You consider all the GPL and alike software. The Net makes it possible to create software through collaboration all around the world but the result is nobody owns it. In theory there are "credits" but again, in practice after some rounds it becomes very difficult to track everybody who contributed. And the point is not who "controls" but the fact that software is accessible. Being accessible, its "value" is zero. While firms like MS and IBM base their "value" on patents and copyright, which of course is the opposite of "sharing".

Pfeleleppfelelep Tuesday, June 23, 2009 12:00:13 PM

very interesting article (and following discussion here), thanks a lot for sharing Lorenzo.

Lorenzo CelsiLorenzoCelsi Tuesday, June 23, 2009 8:36:45 PM

You are welcome.
Since we are speaking of it, what happened in France about the Internet?

Pfeleleppfelelep Tuesday, June 23, 2009 9:20:30 PM

well, some anti-p2p law project has been "behaded" because it was too private life intrusive ; now you still can download illegal stuff but cannot be put in jail for that (so the law became totally ineffective).

In France, you don't have to prove your innocence, so far...


Now, believe the gov to issue a new law in a more secretive way, a much more repressive law. Wait and see.

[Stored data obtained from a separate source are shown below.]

use std::sync::Arc;

use anyhow::Context;
use tracing::{info, warn};

use sprintspace_api::app::{AppServices, build_app};
use sprintspace_api::config::AppConfig;
use sprintspace_infra::{CatalogStore, InMemoryCatalogStore, PostgresCatalogStore};

#[tokio::main]
async fn main() -> anyhow::Result<()> {
    let config = AppConfig::from_env().context("invalid configuration")?;
    sprintspace_observability::init(config.log_format);

    if config.uses_default_secret() {
        warn!("JWT_SECRET not set; using insecure dev default");
    }

    let store: Arc<dyn CatalogStore> = match config.database_url.as_deref() {
        Some(url) => {
            let store = PostgresCatalogStore::connect(url, config.database_max_connections)
                .await
                .context("failed to connect to database")?;
            info!(max_connections = config.database_max_connections, "using postgres store");
            Arc::new(store)
        }
        None => {
            warn!("DATABASE_URL not set; using in-memory store (data is lost on restart)");
            Arc::new(InMemoryCatalogStore::new())
        }
    };

    let bind_addr = config.bind_addr;
    let services = Arc::new(AppServices::new(config, store.clone()));
    let app = build_app(services);

    let listener = tokio::net::TcpListener::bind(bind_addr)
        .await
        .with_context(|| format!("failed to bind {bind_addr}"))?;
    info!(addr = %listener.local_addr()?, "listening");

    axum::serve(listener, app)
        .with_graceful_shutdown(shutdown_signal())
        .await
        .context("server error")?;

    store.close().await;
    info!("shutdown complete");
    Ok(())
}

async fn shutdown_signal() {
    let ctrl_c = async {
        if let Err(e) = tokio::signal::ctrl_c().await {
            warn!(error = %e, "failed to listen for ctrl-c");
            std::future::pending::<()>().await;
        }
    };

    #[cfg(unix)]
    let terminate = async {
        match tokio::signal::unix::signal(tokio::signal::unix::SignalKind::terminate()) {
            Ok(mut signal) => {
                signal.recv().await;
            }
            Err(e) => {
                warn!(error = %e, "failed to listen for SIGTERM");
                std::future::pending::<()>().await;
            }
        }
    };

    #[cfg(not(unix))]
    let terminate = std::future::pending::<()>();

    tokio::select! {
        () = ctrl_c => {},
        () = terminate => {},
    }
    info!("shutdown signal received");
}
use axum::extract::rejection::JsonRejection;
use axum::http::StatusCode;
use axum::response::{IntoResponse, Response};
use serde_json::json;
use tracing::{error, warn};

use sprintspace_auth::{AuthzError, IdentityError, TokenError};
use sprintspace_core::DomainError;
use sprintspace_infra::StoreError;

/// Every failure a handler or the auth guard can produce.
#[derive(Debug, thiserror::Error)]
pub enum ApiError {
    #[error("a token is required for authentication")]
    Unauthenticated,

    #[error("invalid token: {0}")]
    InvalidToken(String),

    #[error("invalid credentials")]
    InvalidCredentials,

    #[error("{0}")]
    Forbidden(String),

    #[error("{0}")]
    InvalidId(String),

    #[error("{0}")]
    Validation(String),

    #[error("{0} not found")]
    NotFound(&'static str),

    #[error("internal error: {0}")]
    Internal(String),
}

impl ApiError {
    pub fn status(&self) -> StatusCode {
        match self {
            Self::Unauthenticated | Self::InvalidToken(_) | Self::InvalidCredentials => StatusCode::UNAUTHORIZED,
            Self::Forbidden(_) => StatusCode::FORBIDDEN,
            Self::InvalidId(_) | Self::Validation(_) => StatusCode::BAD_REQUEST,
            Self::NotFound(_) => StatusCode::NOT_FOUND,
            Self::Internal(_) => StatusCode::INTERNAL_SERVER_ERROR,
        }
    }

    pub fn code(&self) -> &'static str {
        match self {
            Self::Unauthenticated => "unauthenticated",
            Self::InvalidToken(_) => "invalid_token",
            Self::InvalidCredentials => "invalid_credentials",
            Self::Forbidden(_) => "forbidden",
            Self::InvalidId(_) => "invalid_id",
            Self::Validation(_) => "validation_error",
            Self::NotFound(_) => "not_found",
            Self::Internal(_) => "internal_error",
        }
    }
}

impl IntoResponse for ApiError {
    fn into_response(self) -> Response {
        let message = match &self {
            Self::Internal(detail) => {
                error!(%detail, "request failed");
                "internal server error".to_string()
            }
            other => other.to_string(),
        };
        json_error(self.status(), self.code(), message)
    }
}

pub fn json_error(status: StatusCode, code: &'static str, message: impl Into<String>) -> Response {
    (
        status,
        axum::Json(json!({
            "error": code,
            "message": message.into(),
        })),
    )
        .into_response()
}

impl From<DomainError> for ApiError {
    fn from(err: DomainError) -> Self {
        match err {
            DomainError::InvalidId(msg) => Self::InvalidId(msg),
            DomainError::Validation(msg) => Self::Validation(msg),
        }
    }
}

impl From<StoreError> for ApiError {
    fn from(err: StoreError) -> Self {
        match err {
            StoreError::EventNotFound(_) => Self::NotFound("event"),
            StoreError::RegistrationNotFound(_) => Self::NotFound("registration"),
            other => Self::Internal(other.to_string()),
        }
    }
}

impl From<AuthzError> for ApiError {
    fn from(err: AuthzError) -> Self {
        warn!(%err, "authorization denied");
        Self::Forbidden("not authorized".to_string())
    }
}

impl From<TokenError> for ApiError {
    fn from(err: TokenError) -> Self {
        match err {
            TokenError::Encoding(msg) => Self::Internal(msg),
            other => Self::InvalidToken(other.to_string()),
        }
    }
}

impl From<IdentityError> for ApiError {
    fn from(err: IdentityError) -> Self {
        Self::Validation(err.to_string())
    }
}

impl From<JsonRejection> for ApiError {
    fn from(err: JsonRejection) -> Self {
        Self::Validation(err.body_text())
    }
}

Lorenzo CelsiLorenzoCelsi Wednesday, June 24, 2009 7:42:01 AM

It is fun. Politicians can't accept that the Internet is not under their control. It is not about P2P only. I told you here in Italy they proposed a law so every blog owner should have been registered as "editor" in a official list.

serious Wednesday, June 24, 2009 10:25:00 AM

ahem, look at germany. they now introduced their anti-child-pornography-filter-law and are now openly thinking about also blocking other stuff with it, too ... a little like china wink
glad I'm in austria where politic doesn't give a sh** about the internet ^^

Shaunak DeShaunak Wednesday, July 1, 2009 2:44:07 AM

I haven't had the chance to learn too much about opera unite, but as far as I can sketch out from the above comments, unite is a "dressed up" peer to peer. [Remember FTP p]

Practically useless and potentially insecure. [Plus the technology already exists.]

Then again, I may be wrong....

Lorenzo CelsiLorenzoCelsi Wednesday, July 1, 2009 5:13:22 AM

I would not say it is practically useless but that it is useful only for some people, while useless for many others. That is the reason why I got annoyed by the "we will reinvent the Web" slogan. About security, of course, when ever you run a "webserver" on your PC and you allow incoming connections you are opening an hole in the perimeter. But browsers are already quite insecure, especially that part about executing remote applications (JS, ActiveX, Flash, etc). Any plugin is potentially dangerous, any FF extension, etc.